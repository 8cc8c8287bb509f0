//! In-memory repository doubles backing the engine tests. One shared
//! store mimics the database so cross-entity effects (break mutations
//! recomputing attendance hours) are observable.

use crate::error::HrmError;
use crate::model::attendance::Attendance;
use crate::model::leave::{Leave, LeaveStatus, LeaveTypeName};
use crate::model::leave_type::{LeaveType, NewLeaveType};
use crate::model::user::User;
use crate::model::work_break::Break;
use crate::repository::{
    AttendanceRepository, BreakRepository, LeaveRepository, LeaveTypeRepository, UserRepository,
};
use async_trait::async_trait;
use chrono::{DateTime, Datelike, NaiveDate, Utc};
use std::sync::atomic::{AtomicU64, Ordering};
use std::sync::{Arc, Mutex};

#[derive(Default)]
pub struct MemStore {
    pub users: Mutex<Vec<User>>,
    pub attendances: Mutex<Vec<Attendance>>,
    pub breaks: Mutex<Vec<Break>>,
    pub leaves: Mutex<Vec<Leave>>,
    pub leave_types: Mutex<Vec<LeaveType>>,
    next_id: AtomicU64,
}

impl MemStore {
    pub fn new() -> Arc<Self> {
        Arc::new(Self::default())
    }

    fn next_id(&self) -> u64 {
        self.next_id.fetch_add(1, Ordering::SeqCst) + 1
    }

    pub fn add_user(&self, name: &str, email: &str) -> User {
        let user = User {
            id: self.next_id(),
            name: name.to_string(),
            email: email.to_string(),
            password: "hashed".to_string(),
            created_at: Utc::now(),
            updated_at: Utc::now(),
        };
        self.users.lock().unwrap().push(user.clone());
        user
    }

    /// Inserts a leave row directly, bypassing engine validation.
    pub fn add_leave(
        &self,
        user_id: u64,
        leave_type: LeaveTypeName,
        status: LeaveStatus,
        start: NaiveDate,
        end: NaiveDate,
    ) -> Leave {
        let leave = Leave {
            id: self.next_id(),
            user_id,
            leave_type,
            status,
            start_date: start,
            end_date: end,
            days: ((end - start).num_days() + 1) as f64,
            reason: "seeded".to_string(),
            description: None,
            approved_by: None,
            approved_at: None,
            rejected_by: None,
            rejected_at: None,
            reject_reason: None,
            created_at: Utc::now(),
            updated_at: Utc::now(),
        };
        self.leaves.lock().unwrap().push(leave.clone());
        leave
    }

    fn attendance_with_breaks(&self, mut attendance: Attendance) -> Attendance {
        attendance.breaks = self
            .breaks
            .lock()
            .unwrap()
            .iter()
            .filter(|b| b.attendance_id == attendance.id)
            .cloned()
            .collect();
        attendance
    }
}

pub struct MemUserRepo(pub Arc<MemStore>);

#[async_trait]
impl UserRepository for MemUserRepo {
    async fn create(
        &self,
        name: &str,
        email: &str,
        password_hash: &str,
    ) -> Result<User, HrmError> {
        let user = User {
            id: self.0.next_id(),
            name: name.to_string(),
            email: email.to_string(),
            password: password_hash.to_string(),
            created_at: Utc::now(),
            updated_at: Utc::now(),
        };
        self.0.users.lock().unwrap().push(user.clone());
        Ok(user)
    }

    async fn get_by_id(&self, id: u64) -> Result<User, HrmError> {
        self.0
            .users
            .lock()
            .unwrap()
            .iter()
            .find(|u| u.id == id)
            .cloned()
            .ok_or(HrmError::UserNotFound)
    }

    async fn get_by_email(&self, email: &str) -> Result<Option<User>, HrmError> {
        Ok(self
            .0
            .users
            .lock()
            .unwrap()
            .iter()
            .find(|u| u.email == email)
            .cloned())
    }

    async fn update(&self, user: &User) -> Result<(), HrmError> {
        let mut users = self.0.users.lock().unwrap();
        let existing = users
            .iter_mut()
            .find(|u| u.id == user.id)
            .ok_or(HrmError::UserNotFound)?;
        *existing = user.clone();
        Ok(())
    }

    async fn delete(&self, id: u64) -> Result<(), HrmError> {
        let mut users = self.0.users.lock().unwrap();
        let before = users.len();
        users.retain(|u| u.id != id);
        if users.len() == before {
            return Err(HrmError::UserNotFound);
        }
        Ok(())
    }

    async fn list(&self, limit: u32, offset: u32) -> Result<Vec<User>, HrmError> {
        Ok(self
            .0
            .users
            .lock()
            .unwrap()
            .iter()
            .skip(offset as usize)
            .take(limit as usize)
            .cloned()
            .collect())
    }
}

pub struct MemAttendanceRepo(pub Arc<MemStore>);

#[async_trait]
impl AttendanceRepository for MemAttendanceRepo {
    async fn create(&self, user_id: u64, date: NaiveDate) -> Result<Attendance, HrmError> {
        let attendance = Attendance {
            id: self.0.next_id(),
            user_id,
            date,
            check_in_time: None,
            check_out_time: None,
            total_work_hours: 0.0,
            created_at: Utc::now(),
            updated_at: Utc::now(),
            breaks: Vec::new(),
        };
        self.0.attendances.lock().unwrap().push(attendance.clone());
        Ok(attendance)
    }

    async fn get_by_id(&self, id: u64) -> Result<Attendance, HrmError> {
        let attendance = self
            .0
            .attendances
            .lock()
            .unwrap()
            .iter()
            .find(|a| a.id == id)
            .cloned()
            .ok_or(HrmError::AttendanceNotFound)?;
        Ok(self.0.attendance_with_breaks(attendance))
    }

    async fn get_by_user_and_date(
        &self,
        user_id: u64,
        date: NaiveDate,
    ) -> Result<Option<Attendance>, HrmError> {
        let attendance = self
            .0
            .attendances
            .lock()
            .unwrap()
            .iter()
            .find(|a| a.user_id == user_id && a.date == date)
            .cloned();
        Ok(attendance.map(|a| self.0.attendance_with_breaks(a)))
    }

    async fn get_by_user_range(
        &self,
        user_id: u64,
        start: NaiveDate,
        end: NaiveDate,
    ) -> Result<Vec<Attendance>, HrmError> {
        Ok(self
            .0
            .attendances
            .lock()
            .unwrap()
            .iter()
            .filter(|a| a.user_id == user_id && a.date >= start && a.date <= end)
            .cloned()
            .collect())
    }

    async fn get_all(&self) -> Result<Vec<Attendance>, HrmError> {
        Ok(self.0.attendances.lock().unwrap().clone())
    }

    async fn get_last_n_by_user(
        &self,
        user_id: u64,
        limit: u32,
    ) -> Result<Vec<Attendance>, HrmError> {
        let mut rows: Vec<Attendance> = self
            .0
            .attendances
            .lock()
            .unwrap()
            .iter()
            .filter(|a| a.user_id == user_id)
            .cloned()
            .collect();
        rows.sort_by(|a, b| b.date.cmp(&a.date));
        rows.truncate(limit as usize);
        Ok(rows)
    }

    async fn update(&self, attendance: &Attendance) -> Result<(), HrmError> {
        let mut attendances = self.0.attendances.lock().unwrap();
        let existing = attendances
            .iter_mut()
            .find(|a| a.id == attendance.id)
            .ok_or(HrmError::AttendanceNotFound)?;
        existing.check_in_time = attendance.check_in_time;
        existing.check_out_time = attendance.check_out_time;
        existing.total_work_hours = attendance.total_work_hours;
        Ok(())
    }

    async fn delete(&self, id: u64) -> Result<(), HrmError> {
        let mut attendances = self.0.attendances.lock().unwrap();
        let before = attendances.len();
        attendances.retain(|a| a.id != id);
        if attendances.len() == before {
            return Err(HrmError::AttendanceNotFound);
        }
        Ok(())
    }
}

pub struct MemBreakRepo(pub Arc<MemStore>);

___

> EXERCISE AIM:
Show every line of the listing containing the string "MemStore" by copying it.

> FINISHED TASK:
pub struct MemStore {
impl MemStore {
pub struct MemUserRepo(pub Arc<MemStore>);
pub struct MemAttendanceRepo(pub Arc<MemStore>);
pub struct MemBreakRepo(pub Arc<MemStore>);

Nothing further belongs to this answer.